勉強しなさいって言わなくても勉強する子にどうやって育てたの?(3)
●子どもの人格形成
私は子どものころの記憶がかなり鮮明にあります。3歳以降くらいの些細な出来事で、はっきりと覚えていることがたくさんあります。
それらを振り返って思うのは「3歳の私の中には、すでに今の私と同じ人格が形成されていた」ということです。周りの大人が話していることは「まだ知らない言葉」が時々その中に混じっていることがあったにせよ、普通に理解できていたし、「まだ知らない言葉」の意味をのちに知って、過去の話の意味を完全に理解したこともありました。
3歳の私は「大人って、子どもは何もわからないと思っているのね。」と思うことが度々ありました。
また「大人って、子どもはすぐに何でも忘れると思っているんじゃないの?」と思うこともありました。
子どもは大人の話をちゃんと理解できるくらいに人格が形成された存在です。子どもだからといって何でもすぐに忘れたりはしません。大人の話すことに対して、言葉ではうまく説明できないけれど、反論する気持ちを心の中に持っていることもあります。子どもには子どもの言い分があって、それをちゃんと聞いてほしいと思っています。何か思うことがあっても、大人の意見と違うから反論されるだけだと思って、口に出さずに黙っていることもあります。
子どもが口に出していること、今、目の前に見えていることだけが、子どものすべてではないかもしれません。
子どもには「お手伝いがしたい時期」があります。お母さんごっこの延長です。ご飯を作ったり洗い物をしたり、お母さんの真似をしたい時期です。2~3歳の頃、この時期がくるのではないでしょうか。

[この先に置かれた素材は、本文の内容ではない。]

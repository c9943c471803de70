//! Wire format for the federate ↔ RTI connection.
//!
//! # Architecture
//!
//! - **frame**: Envelope type and pure encode/decode
//! - **codec**: Streaming codec for AsyncRead/AsyncWrite
//! - **protocol**: The few payload conventions the session engine reads

pub mod codec;
pub mod frame;
pub mod protocol;

pub use codec::{CodecError, DEFAULT_MAX_FRAME_LENGTH, FrameCodec};
pub use frame::{Frame, FrameType, MalformedFrame};
pub use protocol::{
    CallbackAck, ControlMessage, FEDERATE_PROTOCOL_VERSION, NewSessionReason, OrderingClass,
    PayloadError, ReplyBody,
};
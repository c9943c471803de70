//! Framed codec for the RTI connection.
//!
//! Uses LengthDelimitedCodec for the 4-byte length prefix and [`Frame`] for the
//! envelope behind it. Works over any AsyncRead/AsyncWrite (TCP, unix sockets,
//! in-memory duplex streams).

use std::io;

use bytes::BytesMut;
use tokio_util::codec::{Decoder, Encoder, LengthDelimitedCodec, LengthDelimitedCodecError};

use super::frame::{Frame, LENGTH_FIELD_LEN, MalformedFrame};

/// Default upper bound for a single frame (length prefix excluded).
pub const DEFAULT_MAX_FRAME_LENGTH: usize = 16 * 1024 * 1024;

#[derive(Debug, thiserror::Error)]
pub enum CodecError {
    #[error(transparent)]
    Io(#[from] io::Error),

    #[error(transparent)]
    Malformed(#[from] MalformedFrame),
}

/// Codec that frames [`Frame`]s with a big-endian u32 length prefix.
pub struct FrameCodec {
    inner: LengthDelimitedCodec,
    max_frame_length: usize,
    /// Declared length of a frame whose prefix has been consumed but whose body has not.
    pending: Option<usize>,
}

impl Default for FrameCodec {
    fn default() -> Self {
        Self::new(DEFAULT_MAX_FRAME_LENGTH)
    }
}

impl FrameCodec {
    pub fn new(max_frame_length: usize) -> Self {
        Self {
            inner: LengthDelimitedCodec::builder()
                .length_field_length(LENGTH_FIELD_LEN)
                .max_frame_length(max_frame_length)
                .big_endian()
                .new_codec(),
            max_frame_length,
            pending: None,
        }
    }

    pub fn max_frame_length(&self) -> usize {
        self.max_frame_length
    }
}

impl Decoder for FrameCodec {
    type Item = Frame;
    type Error = CodecError;

    fn decode(&mut self, src: &mut BytesMut) -> Result<Option<Self::Item>, Self::Error> {
        if self.pending.is_none() && src.len() >= LENGTH_FIELD_LEN {
            self.pending = Some(u32::from_be_bytes([src[0], src[1], src[2], src[3]]) as usize);
        }
        let body = match self.inner.decode(src) {
            Ok(Some(body)) => {
                self.pending = None;
                body
            }
            Ok(None) => return Ok(None),
            Err(e) if is_length_error(&e) => {
                return Err(MalformedFrame::Oversized {
                    max: self.max_frame_length,
                }
                .into());
            }
            Err(e) => return Err(e.into()),
        };
        let frame = Frame::decode_body(body.freeze())?;
        tracing::trace!(
            frame_type = %frame.frame_type,
            sequence = frame.sequence,
            payload_bytes = frame.payload.len(),
            "Decoded frame"
        );
        Ok(Some(frame))
    }

    fn decode_eof(&mut self, src: &mut BytesMut) -> Result<Option<Self::Item>, Self::Error> {
        if let Some(frame) = self.decode(src)? {
            return Ok(Some(frame));
        }
        match self.pending {
            None if src.is_empty() => Ok(None),
            None => Err(MalformedFrame::Truncated {
                needed: LENGTH_FIELD_LEN,
                have: src.len(),
            }
            .into()),
            Some(declared) => Err(MalformedFrame::Truncated {
                needed: LENGTH_FIELD_LEN + declared,
                have: LENGTH_FIELD_LEN + src.len(),
            }
            .into()),
        }
    }
}

impl Encoder<Frame> for FrameCodec {
    type Error = CodecError;

    fn encode(&mut self, item: Frame, dst: &mut BytesMut) -> Result<(), Self::Error> {
        let body_len = item.body_len();
        if body_len > self.max_frame_length {
            return Err(MalformedFrame::Oversized {
                max: self.max_frame_length,
            }
            .into());
        }
        tracing::trace!(
            frame_type = %item.frame_type,
            sequence = item.sequence,
            payload_bytes = item.payload.len(),
            "Encoding frame"
        );
        let mut body = BytesMut::with_capacity(body_len);
        item.encode_body(&mut body);
        self.inner.encode(body.freeze(), dst)?;
        Ok(())
    }
}

fn is_length_error(e: &io::Error) -> bool {
    e.get_ref()
        .is_some_and(|inner| inner.is::<LengthDelimitedCodecError>())
}
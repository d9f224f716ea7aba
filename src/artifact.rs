//! Artifact resolution helpers.
//!
//! Pure functions turning release tags and asset listings into
//! [`Artifact`]s and version keys. No I/O happens here; the fallback to the
//! repository's `dist` directory is driven by [`crate::metadata`].

use crate::error::{MetadataError, Result};
use crate::github::Asset;
use regex::Regex;
use std::sync::LazyLock;

/// Marks a package archive
pub const PACKAGE_SUFFIX: &str = ".rpm";

/// Marks a checksum file (`.sha256`, `.sha512`, ...)
pub const CHECKSUM_MARKER: &str = ".sha";

static VERSION_REGEX: LazyLock<Regex> =
    LazyLock::new(|| Regex::new(r"[0-9]+\.[0-9]+\.[0-9]+").expect("version regex is valid"));

/// A downloadable package resolved from a release
#[derive(Debug, Clone, PartialEq, Eq)]
pub struct Artifact {
    pub download_url: String,
    pub package_name: String,
    /// The release tag appears in the URL's leading segment
    pub is_primary: bool,
}

impl Artifact {
    /// Version key for this artifact.
    ///
    /// Primary artifacts use the normalized release tag; others carry their own
    /// version inside the package name.
    pub fn version_key(&self, tag_name: &str) -> Result<String> {
        if self.is_primary {
            Ok(normalize_tag_name(tag_name).to_string())
        } else {
            version_from_package_name(&self.package_name)
        }
    }
}

/// Strip a leading `v` from a tag: `v1.2.3` → `1.2.3`
pub fn normalize_tag_name(tag: &str) -> &str {
    tag.strip_prefix('v').unwrap_or(tag)
}

/// Whether an asset name looks like a package archive (and not its checksum)
pub fn is_package_asset(name: &str) -> bool {
    name.contains(PACKAGE_SUFFIX) && !name.contains(CHECKSUM_MARKER)
}

/// Whether the normalized tag appears in the URL's first `/`-separated segment
pub fn is_primary(url: &str, tag_name: &str) -> bool {
    let leading = url.split('/').next().unwrap_or_default();
    leading.contains(normalize_tag_name(tag_name))
}

/// Final path segment of `url`, cut at the package suffix
pub fn package_name(url: &str) -> String {
    let file_name = url.rsplit('/').next().unwrap_or_default();
    file_name
        .split(PACKAGE_SUFFIX)
        .next()
        .unwrap_or_default()
        .to_string()
}

/// First `X.Y.Z` sequence in a package name
pub fn version_from_package_name(package_name: &str) -> Result<String> {
    VERSION_REGEX
        .find(package_name)
        .map(|m| m.as_str().to_string())
        .ok_or_else(|| MetadataError::VersionNotFound {
            package_name: package_name.to_string(),
        })
}

/// Select package assets and resolve each to an [`Artifact`].
///
/// Some releases ship several packages (e.g. one per supported platform
/// version); each becomes its own artifact.
pub fn parse_artifacts(assets: &[Asset], tag_name: &str) -> Vec<Artifact> {
    assets
        .iter()
        .filter(|asset| is_package_asset(&asset.name))
        .map(|asset| {
            let url = asset.download_url();
            Artifact {
                download_url: url.to_string(),
                package_name: package_name(url),
                is_primary: is_primary(url, tag_name),
            }
        })
        .collect()
}

#[cfg(test)]
mod tests {
    use super::*;

    #[test]
    fn test_normalize_tag_name() {
        assert_eq!(normalize_tag_name("v1.2.3"), "1.2.3");
        assert_eq!(normalize_tag_name("1.2.3"), "1.2.3");
        // only the first character is stripped
        assert_eq!(normalize_tag_name("vv1.0.0"), "v1.0.0");
        assert_eq!(normalize_tag_name(""), "");
    }

    #[test]
    fn test_is_package_asset() {
        assert!(is_package_asset("pkg-1.2.3.rpm"));
        assert!(!is_package_asset("pkg-1.2.3.rpm.sha256"));
        assert!(!is_package_asset("readme.txt"));
    }

    #[test]
    fn test_parse_artifacts_filters_assets() {
        let assets = vec![
            Asset::release("pkg-1.2.3.rpm", "https://example.com/dl/pkg-1.2.3.rpm"),
            Asset::release("pkg-1.2.3.rpm.sha256", "https://example.com/dl/pkg-1.2.3.rpm.sha256"),
            Asset::release("readme.txt", "https://example.com/dl/readme.txt"),
        ];

        let artifacts = parse_artifacts(&assets, "v1.2.3");
        assert_eq!(artifacts.len(), 1);
        assert_eq!(artifacts[0].download_url, "https://example.com/dl/pkg-1.2.3.rpm");
        assert_eq!(artifacts[0].package_name, "pkg-1.2.3");
    }

    #[test]
    fn test_is_primary() {
        assert!(is_primary("1.2.3/pkg-1.2.3-1.noarch.rpm", "1.2.3"));
        assert!(is_primary("1.2.3/pkg-1.2.3-1.noarch.rpm", "v1.2.3"));
        assert!(!is_primary("1.2.2/pkg-1.2.3-1.noarch.rpm", "1.2.3"));
        // absolute URLs lead with the scheme
        assert!(!is_primary("https://github.com/o/r/releases/download/v1.2.3/pkg-1.2.3.rpm", "v1.2.3"));
    }

    #[test]
    fn test_package_name() {
        assert_eq!(
            package_name("https://example.com/a/b/component-2.0.1-1.noarch.rpm"),
            "component-2.0.1-1.noarch"
        );
        assert_eq!(package_name("pkg.rpm"), "pkg");
        assert_eq!(package_name(""), "");
    }

    #[test]
    fn test_version_from_package_name() {
        assert_eq!(
            version_from_package_name("component-2.0.1-1.noarch").unwrap(),
            "2.0.1"
        );
        assert_eq!(
            version_from_package_name("f5-appsvcs-3.36.1-6.noarch").unwrap(),
            "3.36.1"
        );
    }

    #[test]
    fn test_version_from_package_name_missing() {
        let err = version_from_package_name("component-latest").unwrap_err();
        assert!(matches!(err, MetadataError::VersionNotFound { .. }));
        assert!(version_from_package_name("component-1.2").is_err());
    }

    #[test]
    fn test_version_key() {
        let primary = Artifact {
            download_url: "1.4.0/pkg-9.9.9.rpm".to_string(),
            package_name: "pkg-9.9.9".to_string(),
            is_primary: true,
        };
        assert_eq!(primary.version_key("v1.4.0").unwrap(), "1.4.0");

        let secondary = Artifact {
            is_primary: false,
            ..primary
        };
        assert_eq!(secondary.version_key("v1.4.0").unwrap(), "9.9.9");
    }
}
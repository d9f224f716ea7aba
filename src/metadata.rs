//! Metadata generation.
//!
//! [`MetadataGenerator`] walks every configured component in turn, resolves
//! the artifacts of each of its releases and assembles a [`MetadataDocument`]:
//!
//! ```json
//! {
//!     "components": {
//!         "as3": {
//!             "endpoints": {"info": {"uri": "/mgmt/shared/appsvcs/info", "methods": ["GET"]}},
//!             "versions": {
//!                 "3.36.1": {
//!                     "downloadUrl": "https://github.com/.../f5-appsvcs-3.36.1-6.noarch.rpm",
//!                     "packageName": "f5-appsvcs-3.36.1-6.noarch",
//!                     "latest": true
//!                 }
//!             },
//!             "componentDependencies": {}
//!         }
//!     }
//! }
//! ```
//!
//! Requests are issued one at a time and any failure aborts the whole run, so
//! the output file is either complete or not written at all.
//!
//! # Examples
//!
//! ```no_run
//! use std::path::Path;
//! use toolchain_metadata::{ComponentConfig, GithubClient, MetadataGenerator, Settings};
//!
//! #[tokio::main]
//! async fn main() -> anyhow::Result<()> {
//!     let settings = Settings::from_env()?;
//!     let config = ComponentConfig::load(Path::new("extension_info.json"))?;
//!     let generator = MetadataGenerator::new(GithubClient::new(&settings)?, config);
//!
//!     let document = generator.generate(true).await?;
//!     println!("{} components", document.components.len());
//!     Ok(())
//! }
//! ```

use crate::artifact::{self, Artifact};
use crate::config::{ComponentConfig, ComponentInfo};
use crate::error::{MetadataError, Result};
use crate::github::{Asset, ReleaseSource};
use crate::settings::OUTPUT_FILE;
use serde::{Deserialize, Serialize};
use serde_json::Value;
use std::collections::BTreeMap;
use std::fs;
use std::path::{Path, PathBuf};

/// One published version of a component
#[derive(Debug, Clone, PartialEq, Eq, Serialize, Deserialize)]
#[serde(rename_all = "camelCase")]
pub struct VersionEntry {
    pub download_url: String,
    pub package_name: String,
    pub latest: bool,
}

/// Metadata for one component
#[derive(Debug, Clone, PartialEq, Serialize, Deserialize)]
#[serde(rename_all = "camelCase")]
pub struct ComponentMetadata {
    pub endpoints: Value,
    pub versions: BTreeMap<String, VersionEntry>,
    pub component_dependencies: Value,
}

/// The generated metadata document
#[derive(Debug, Clone, Default, PartialEq, Serialize, Deserialize)]
pub struct MetadataDocument {
    pub components: BTreeMap<String, ComponentMetadata>,
}

impl MetadataDocument {
    /// Pretty-printed JSON with four-space indentation
    pub fn to_pretty_json(&self) -> Result<String> {
        let mut buf = Vec::new();
        let formatter = serde_json::ser::PrettyFormatter::with_indent(b"    ");
        let mut serializer = serde_json::Serializer::with_formatter(&mut buf, formatter);
        self.serialize(&mut serializer)?;
        // serde_json only ever emits UTF-8
        Ok(String::from_utf8_lossy(&buf).into_owned())
    }

    /// Write the document to `path`, replacing any existing file
    pub fn write(&self, path: &Path) -> Result<()> {
        let json = self.to_pretty_json()?;
        fs::write(path, json)?;
        Ok(())
    }
}

/// Builds a [`MetadataDocument`] from a [`ReleaseSource`]
pub struct MetadataGenerator<S> {
    source: S,
    config: ComponentConfig,
    output_file: PathBuf,
}

impl<S: ReleaseSource> MetadataGenerator<S> {
    /// Generator writing `metadata.json` in the current working directory
    pub fn new(source: S, config: ComponentConfig) -> Self {
        Self {
            source,
            config,
            output_file: PathBuf::from(OUTPUT_FILE),
        }
    }

    pub fn with_output_file(mut self, path: impl Into<PathBuf>) -> Self {
        self.output_file = path.into();
        self
    }

    pub fn output_file(&self) -> &Path {
        &self.output_file
    }

    pub fn source(&self) -> &S {
        &self.source
    }

    /// Resolve the artifacts of one release.
    ///
    /// Release assets are searched first. When none qualify, the `dist`
    /// directory of the repository at `tag_name` is searched instead.
    ///
    /// # Errors
    ///
    /// Returns [`MetadataError::EmptyTagName`] for a release without a tag and
    /// [`MetadataError::UnresolvedArtifacts`] if neither location holds a
    /// package.
    pub async fn resolve_artifacts(
        &self,
        repository: &str,
        tag_name: &str,
        assets: &[Asset],
    ) -> Result<Vec<Artifact>> {
        // an empty tag would match every URL and key its artifacts as ""
        if tag_name.is_empty() {
            return Err(MetadataError::EmptyTagName {
                repository: repository.to_string(),
            });
        }

        let mut artifacts = artifact::parse_artifacts(assets, tag_name);

        if artifacts.is_empty() {
            tracing::debug!(
                "No package assets on {} {}, searching dist folder",
                repository,
                tag_name
            );
            let contents = self.source.dist_contents(repository, tag_name).await?;
            artifacts = artifact::parse_artifacts(&contents, tag_name);
        }

        if artifacts.is_empty() {
            return Err(MetadataError::UnresolvedArtifacts {
                repository: repository.to_string(),
                tag: tag_name.to_string(),
            });
        }

        Ok(artifacts)
    }

    /// Map of version key to entry for every release of a component.
    ///
    /// Releases are processed in API order. A later release producing an
    /// existing key replaces the earlier entry.
    pub async fn component_versions(
        &self,
        info: &ComponentInfo,
    ) -> Result<BTreeMap<String, VersionEntry>> {
        let releases = self.source.list_releases(&info.repository).await?;
        let latest_tag_name = self.source.latest_release(&info.repository).await?.tag_name;

        let mut versions = BTreeMap::new();
        for release in &releases {
            tracing::debug!("Resolving {} {}", info.repository, release.tag_name);

            let artifacts = self
                .resolve_artifacts(&info.repository, &release.tag_name, &release.assets)
                .await?;

            for artifact in artifacts {
                let version = artifact.version_key(&release.tag_name)?;
                let entry = VersionEntry {
                    download_url: artifact.download_url,
                    package_name: artifact.package_name,
                    latest: release.tag_name == latest_tag_name,
                };

                if let Some(previous) = versions.insert(version.clone(), entry) {
                    tracing::warn!(
                        "{} version {} listed more than once, replacing {}",
                        info.repository,
                        version,
                        previous.package_name
                    );
                }
            }
        }

        Ok(versions)
    }

    /// Generate metadata for all components, optionally writing it to the
    /// output file. The document is returned either way.
    pub async fn generate(&self, write_file: bool) -> Result<MetadataDocument> {
        let mut document = MetadataDocument::default();

        for (name, info) in self.config.iter() {
            tracing::info!("Generating metadata for {} ({})", name, info.repository);
            let versions = self.component_versions(info).await?;

            document.components.insert(
                name.clone(),
                ComponentMetadata {
                    endpoints: info.endpoints.clone(),
                    versions,
                    component_dependencies: info.component_dependencies.clone(),
                },
            );
        }

        if write_file {
            tracing::info!("Writing metadata file to {}", self.output_file.display());
            document.write(&self.output_file)?;
        }

        Ok(document)
    }
}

私も3歳くらいのある日の夕食後、「今日は洗い物全部してあげる。お母さんはテレビ見ていてね。」と、流しの前に椅子を持って行って、椅子に上がって洗い物をしました。上機嫌で洗い物をして満足していたのですが、それからしばらくして、母親が食器を洗いなおしているのを見てしまいました。
あまりのショックに、私は見てはいけないものを見たような気がして、そのことには気づかないふりをして、母親にも一言も言いませんでした。せっかくお手伝いをしてあげたことを否定されたような気持ちになって、ただ、心の中で「二度と洗い物はしない。二度とお手伝いはしてあげない。」と固く誓いました。
以後、私は徹底してお手伝いをしない娘であり続けました。母は私がお手伝いをしないことに対して何も言ったことはありませんが、時々、父親が「少しはお母さんの手伝いしろよ。」と言っても、あの日の出来事と私の決心を語ることはせず、ただ黙っていました。
私が母に初めてこの話をしたのは、自分が娘を産んだあとです。二十数年間黙っていたことになります。これは私がかなりの頑固者だったせいで、どんな子どもでも同じだとは言いませんが、このくらい子どもはいろいろなことを考えているということです。
今思うと、3歳の子どもに洗い物をさせてくれた母親はすごいなぁと思います。私なら食器を割られるのが嫌で、洗いなおす云々以前に、なんだかんだと理由をつけて子ども一人で洗い物などさせなかったでしょう。それに、今さらなのですが、洗いなおしていたのかどうかも若干の疑問があります。私は食器だけしか洗っていないと思うので、もしかしたら母親は私が食器を洗った後に、食器以外の鍋などを洗っていたのではないか、今はそう思ったりもします。
しかし、もし単なる誤解で子どものやる気を削いでしまったのだとしたら、それはそれで怖い話です。もし母親が「ありがとう、お鍋は重くて大きいからお母さんが洗うね。」と声をかけてくれていたら、私はお手伝い好きな少女時代を過ごしたのかもしれません。
親の言動は子どもに多大な影響を与えます。そのことを親も周りの大人も、しっかりと自覚しなければなりません。子どもと接するときに「子どもだから何も考えていないだろう」というような安易な考えで軽はずみな言動をしないで、人格ある一人の人間として子どもと接することが大切だと私は思っています。
実際の子育ての中で、自分がそれほど立派な子育てができたかどうかは甚だ疑問ですし、娘や息子からしたら「どこが?」と思われるのかもしれませんが、この思いは一貫して私の子育ての基本にありました。